I'm guessing here, obviously, so just for fun, but if the TM3 SR+ is ~£42k before incentives, then if they cut the battery size/range down from 250 miles to 150 miles (in size), but got perhaps 200 miles in a smaller/lighter car, plus the cost savings of a smaller car, plus savings from lessons learned producing the TM3 and TM3 production lines, plus perhaps a small drop in technology/luxury, then they'd probably be hitting £30k and competing against Leaf's, Kona's etc..
I wonder if they could do that and be profitable?
Next ponder would be to go a bit smaller again, and perhaps 150 mile range, and aim for mid to low £20k's?
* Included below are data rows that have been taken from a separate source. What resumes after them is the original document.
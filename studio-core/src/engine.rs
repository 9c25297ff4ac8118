//! Document engine adapter.
//!
//! [`DocumentEngine`] is the contract the session core consumes: a mutable
//! document tree, JSON serialization, validation, and a change stream.
//! [`MemoryEngine`] implements it in memory with snapshot undo.
//!
//! Every mutation publishes a [`ChangeEvent`] on a broadcast channel.
//! Subscribers hold a [`Subscription`]; dropping it unsubscribes.

use tokio::sync::broadcast;
use tokio::sync::broadcast::error::TryRecvError;

use crate::i18n::Translations;
use crate::validate::{validate_document, ValidationError};
use crate::{Document, Element, Page, StudioError, StudioResult};

/// Capacity of the change channel before slow subscribers start lagging.
const CHANGE_CHANNEL_CAPACITY: usize = 256;

/// Default number of undo snapshots kept.
pub const DEFAULT_HISTORY_LIMIT: usize = 100;

/// A change to the engine's document.
#[derive(Debug, Clone, PartialEq, Eq)]
pub enum ChangeEvent {
    /// A whole document replaced the previous one.
    DocumentLoaded,
    /// An element was added to a page.
    ElementAdded {
        /// Page index.
        page: usize,
        /// Element identifier.
        id: String,
    },
    /// An element was modified.
    ElementUpdated {
        /// Page index.
        page: usize,
        /// Element identifier.
        id: String,
    },
    /// An element was removed from a page.
    ElementRemoved {
        /// Page index.
        page: usize,
        /// Element identifier.
        id: String,
    },
    /// A page was appended.
    PageAdded {
        /// Index of the new page.
        page: usize,
    },
    /// The active page changed.
    ActivePageChanged {
        /// Index of the new active page.
        page: usize,
    },
    /// Undo or redo restored an earlier document state.
    HistoryRestored,
}

/// What a subscriber observed when polling its change stream.
#[derive(Debug, Clone, PartialEq, Eq)]
pub enum Notification {
    /// A single change.
    Change(ChangeEvent),
    /// The subscriber fell behind and missed this many changes.
    Missed(u64),
}

/// A live subscription to an engine's change stream.
#[derive(Debug)]
pub struct Subscription {
    receiver: broadcast::Receiver<ChangeEvent>,
}

impl Subscription {
    /// Take the next pending notification without waiting.
    pub fn poll(&mut self) -> Option<Notification> {
        match self.receiver.try_recv() {
            Ok(event) => Some(Notification::Change(event)),
            Err(TryRecvError::Lagged(missed)) => Some(Notification::Missed(missed)),
            Err(TryRecvError::Empty | TryRecvError::Closed) => None,
        }
    }

    /// Discard every pending notification, returning how many were pending.
    pub fn clear(&mut self) -> usize {
        let mut count = 0;
        while self.poll().is_some() {
            count += 1;
        }
        count
    }

    /// End the subscription.
    pub fn unsubscribe(self) {
        drop(self);
    }
}

/// Contract of the canvas/document engine.
pub trait DocumentEngine {
    /// Replace the current document, releasing the previous one.
    fn load_document(&mut self, document: Document);

    /// The current document.
    fn document(&self) -> &Document;

    /// Serialize the current document.
    ///
    /// # Errors
    ///
    /// Returns an error if serialization fails.
    fn to_json(&self) -> StudioResult<String> {
        self.document().to_json()
    }

    /// Check a candidate document; an empty list means it can be loaded.
    fn validate(&self, candidate: &serde_json::Value) -> Vec<ValidationError>;

    /// Subscribe to change notifications.
    fn subscribe(&self) -> Subscription;

    /// Number of live subscriptions.
    fn subscriber_count(&self) -> usize;

    /// Index of the active page, if the document has pages.
    fn active_page_index(&self) -> Option<usize>;

    /// The active page.
    fn active_page(&self) -> Option<&Page> {
        self.active_page_index()
            .and_then(|index| self.document().page(index))
    }

    /// Switch the active page.
    ///
    /// # Errors
    ///
    /// Returns an error if the index is out of range.
    fn set_active_page(&mut self, index: usize) -> StudioResult<()>;

    /// Append an empty page and return its index.
    fn add_page(&mut self) -> usize;

    /// Add an element on top of a page.
    ///
    /// # Errors
    ///
    /// Returns an error if the page index is out of range.
    fn add_element(&mut self, page: usize, element: Element) -> StudioResult<()>;

    /// Modify a direct child of a page.
    ///
    /// # Errors
    ///
    /// Returns an error if the page or element does not exist, or the element
    /// is not editable.
    fn update_element(
        &mut self,
        page: usize,
        id: &str,
        update: &mut dyn FnMut(&mut Element),
    ) -> StudioResult<()>;

    /// Remove a direct child of a page.
    ///
    /// # Errors
    ///
    /// Returns an error if the page or element does not exist, or the element
    /// is not removable.
    fn remove_element(&mut self, page: usize, id: &str) -> StudioResult<Element>;

    /// Replace the translation table (last write wins).
    fn set_translations(&mut self, translations: Translations);

    /// The active translation table.
    fn translations(&self) -> &Translations;
}

/// In-memory engine with snapshot undo/redo.
#[derive(Debug)]
pub struct MemoryEngine {
    document: Document,
    active_page: usize,
    undo_stack: Vec<Document>,
    redo_stack: Vec<Document>,
    history_limit: usize,
    translations: Translations,
    changes: broadcast::Sender<ChangeEvent>,
}

impl MemoryEngine {
    /// Create an engine holding an empty document of the given size.
    #[must_use]
    pub fn new(width: f64, height: f64) -> Self {
        Self::with_history_limit(width, height, DEFAULT_HISTORY_LIMIT)
    }

    /// Create an engine keeping at most `history_limit` undo snapshots.
    #[must_use]
    pub fn with_history_limit(width: f64, height: f64, history_limit: usize) -> Self {
        let (changes, _) = broadcast::channel(CHANGE_CHANNEL_CAPACITY);
        Self {
            document: Document::new(width, height),
            active_page: 0,
            undo_stack: Vec::new(),
            redo_stack: Vec::new(),
            history_limit,
            translations: Translations::default(),
            changes,
        }
    }

    /// Restore the previous document state. Returns false if there is none.
    pub fn undo(&mut self) -> bool {
        let Some(previous) = self.undo_stack.pop() else {
            return false;
        };
        let current = std::mem::replace(&mut self.document, previous);
        self.redo_stack.push(current);
        self.clamp_active_page();
        self.emit(ChangeEvent::HistoryRestored);
        true
    }

    /// Re-apply an undone state. Returns false if there is none.
    pub fn redo(&mut self) -> bool {
        let Some(next) = self.redo_stack.pop() else {
            return false;
        };
        let current = std::mem::replace(&mut self.document, next);
        self.undo_stack.push(current);
        self.clamp_active_page();
        self.emit(ChangeEvent::HistoryRestored);
        true
    }

    /// Check if undo is available.
    #[must_use]
    pub fn can_undo(&self) -> bool {
        !self.undo_stack.is_empty()
    }

    /// Check if redo is available.
    #[must_use]
    pub fn can_redo(&self) -> bool {
        !self.redo_stack.is_empty()
    }

    fn save_state(&mut self) {
        if self.history_limit == 0 {
            return;
        }
        self.undo_stack.push(self.document.clone());
        self.redo_stack.clear();
        while self.undo_stack.len() > self.history_limit {
            self.undo_stack.remove(0);
        }
    }

    fn clamp_active_page(&mut self) {
        let count = self.document.page_count();
        if self.active_page >= count {
            self.active_page = count.saturating_sub(1);
        }
    }

    fn emit(&self, event: ChangeEvent) {
        // No subscribers is fine.
        let _ = self.changes.send(event);
    }

    fn page_mut_checked(&mut self, page: usize) -> StudioResult<&mut Page> {
        let count = self.document.page_count();
        self.document
            .page_mut(page)
            .ok_or(StudioError::PageOutOfRange { index: page, count })
    }
}

impl Default for MemoryEngine {
    fn default() -> Self {
        Self::new(800.0, 600.0)
    }
}
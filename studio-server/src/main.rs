//! # Priey Studio
//!
//! Local server for the Priey Design Studio editor.
//! Binds to localhost only.

use std::net::SocketAddr;
use std::sync::Arc;

use axum::http::{header, HeaderValue, Method};
use clap::Parser;
use studio_core::{FsStorage, Session};
use tower_http::cors::CorsLayer;
use tracing_subscriber::{layer::SubscriberExt, util::SubscriberInitExt, EnvFilter};

use studio_server::{build_router, AppState, ServerConfig};

/// Build a CORS layer that only allows localhost origins.
fn build_cors_layer(port: u16) -> CorsLayer {
    let localhost_origins = [
        format!("http://localhost:{port}"),
        format!("http://127.0.0.1:{port}"),
        // Editor dev server
        "http://localhost:5173".to_string(),
        "http://127.0.0.1:5173".to_string(),
    ];

    let origins: Vec<HeaderValue> = localhost_origins
        .iter()
        .filter_map(|o| o.parse().ok())
        .collect();

    CorsLayer::new()
        .allow_origin(origins)
        .allow_methods([Method::GET, Method::POST, Method::PUT])
        .allow_headers([header::CONTENT_TYPE, header::ACCEPT])
        .expose_headers([header::CONTENT_DISPOSITION])
        .allow_credentials(true)
}

/// Initialize structured tracing.
///
/// `RUST_LOG` controls levels; `RUST_LOG_FORMAT=json` switches to JSON lines.
fn init_tracing() {
    let filter = EnvFilter::try_from_default_env().unwrap_or_else(|_| {
        EnvFilter::new("info,studio_server=debug,studio_core=debug,tower_http=debug")
    });

    let fmt_layer = tracing_subscriber::fmt::layer()
        .with_target(true)
        .with_thread_ids(false)
        .with_file(true)
        .with_line_number(true);

    if std::env::var("RUST_LOG_FORMAT").as_deref() == Ok("json") {
        tracing_subscriber::registry()
            .with(filter)
            .with(fmt_layer.json())
            .init();
    } else {
        tracing_subscriber::registry()
            .with(filter)
            .with(fmt_layer)
            .init();
    }
}

async fn shutdown_signal() {
    if let Err(e) = tokio::signal::ctrl_c().await {
        tracing::error!("Failed to listen for shutdown signal: {e}");
    }
    tracing::info!("Shutdown requested");
}

#[tokio::main]
async fn main() -> anyhow::Result<()> {
    init_tracing();

    let config = ServerConfig::parse();
    let storage = FsStorage::open(config.data_dir.clone()).await?;
    tracing::info!("Session data in {:?}", storage.data_dir());

    let mut session = Session::in_memory(Arc::new(storage), config.session_config());
    let loaded = session.first_load().await;
    tracing::info!("First load: {loaded:?}");

    if config.password.is_some() {
        tracing::info!("Access gate enabled");
    }
    let state = AppState::new(session, config.password.clone(), config.max_upload_bytes);
    let shared = Arc::clone(&state.session);

    let app = build_router(state).layer(build_cors_layer(config.port));

    // Bind to localhost ONLY
    let addr = SocketAddr::from(([127, 0, 0, 1], config.port));
    let listener = tokio::net::TcpListener::bind(addr).await?;
    tracing::info!("Priey Studio server starting on http://{}", addr);

    axum::serve(listener, app)
        .with_graceful_shutdown(shutdown_signal())
        .await?;

    let mut session = shared.lock().await;
    if let Err(e) = session.persist().await {
        tracing::warn!("Final persist failed: {e}");
    }
    session.close();

    Ok(())
}
/// A design-document session.
#[derive(Debug)]
pub struct Session<E: DocumentEngine> {
    engine: E,
    enforcer: InvariantEnforcer,
    storage: Arc<dyn SessionStorage>,
    status: watch::Sender<SessionStatus>,
    language: Language,
    generation: u64,
    last_error: Option<LastError>,
    notice: Option<&'static str>,
    committed: bool,
    first_load_done: bool,
    config: SessionConfig,
}

impl Session<MemoryEngine> {
    /// Create a session over a fresh in-memory engine.
    #[must_use]
    pub fn in_memory(storage: Arc<dyn SessionStorage>, config: SessionConfig) -> Self {
        let engine = MemoryEngine::with_history_limit(
            config.canvas.width,
            config.canvas.height,
            config.history_limit,
        );
        Self::new(engine, storage, config)
    }
}
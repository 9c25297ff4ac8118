//! Server configuration from command-line flags and environment.

use std::path::PathBuf;

use clap::Parser;
use studio_core::config::DEFAULT_MAX_IMPORT_BYTES;
use studio_core::{BrandingConfig, Language, SessionConfig};

/// Default port for the studio server.
pub const DEFAULT_PORT: u16 = 9473;

/// Command-line arguments.
#[derive(Debug, Clone, Parser)]
#[command(name = "priey-studio")]
#[command(about = "Local session server for Priey Design Studio")]
#[command(version)]
pub struct ServerConfig {
    /// Port to listen on (localhost only).
    #[arg(long, env = "STUDIO_PORT", default_value_t = DEFAULT_PORT)]
    pub port: u16,

    /// Directory holding the persisted session.
    #[arg(long, env = "STUDIO_DATA_DIR", default_value = "./studio-data")]
    pub data_dir: PathBuf,

    /// Access password; the gate is open when unset.
    #[arg(long, env = "STUDIO_PASSWORD", hide_env_values = true)]
    pub password: Option<String>,

    /// Language used until the user picks one.
    #[arg(long, env = "STUDIO_LANGUAGE", default_value = "en")]
    pub language: String,

    /// Override the watermark text.
    #[arg(long, env = "STUDIO_BRANDING_TEXT")]
    pub branding_text: Option<String>,

    /// Largest accepted upload in bytes.
    #[arg(long, env = "STUDIO_MAX_UPLOAD_BYTES", default_value_t = DEFAULT_MAX_IMPORT_BYTES)]
    pub max_upload_bytes: usize,
}

impl ServerConfig {
    /// Session configuration derived from the flags.
    #[must_use]
    pub fn session_config(&self) -> SessionConfig {
        let mut branding = BrandingConfig::default();
        if let Some(text) = &self.branding_text {
            branding.text.clone_from(text);
        }
        SessionConfig {
            branding,
            default_language: Language::from_code(&self.language),
            max_import_bytes: self.max_upload_bytes,
            ..SessionConfig::default()
        }
    }
}

#[cfg(test)]
mod tests {
    use super::*;

    #[test]
    fn test_flags_override_defaults() {
        let config = ServerConfig::try_parse_from([
            "priey-studio",
            "--port",
            "8123",
            "--language",
            "ru-RU",
            "--branding-text",
            "Made here",
            "--max-upload-bytes",
            "1024",
        ])
        .expect("parse");

        assert_eq!(config.port, 8123);
        let session = config.session_config();
        assert_eq!(session.default_language, Language::Ru);
        assert_eq!(session.branding.text, "Made here");
        assert_eq!(session.max_import_bytes, 1024);
    }

    #[test]
    fn test_session_config_keeps_canvas_defaults() {
        let config = ServerConfig::try_parse_from(["priey-studio", "--port", "1"]).expect("parse");
        let session = config.session_config();
        assert!((session.canvas.width - 2550.0).abs() < f64::EPSILON);
        assert!((session.branding.font_size - 32.0).abs() < f64::EPSILON);
    }
}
[Tesla aside, I do hope that Nissan and Renault can go profitable too, as they've certainly done a lot of the heavy lifting for BEV's in Europe and deserve some rewards now. M.]Mart. Cardiff. 8.72 kWp PV systems (2.12 SSW 4.6 ESE & 2.0 WNW). 20kWh battery storage. Two A2A units for cleaner heating. Two BEV's for cleaner driving.
For general PV advice please see the PV FAQ thread on the Green & Ethical Board.0 -
In the past Musk has said that he doesn't see the point in building a smaller car than the model 3 as autonomous driving will allow lower transport costs and make it pointless.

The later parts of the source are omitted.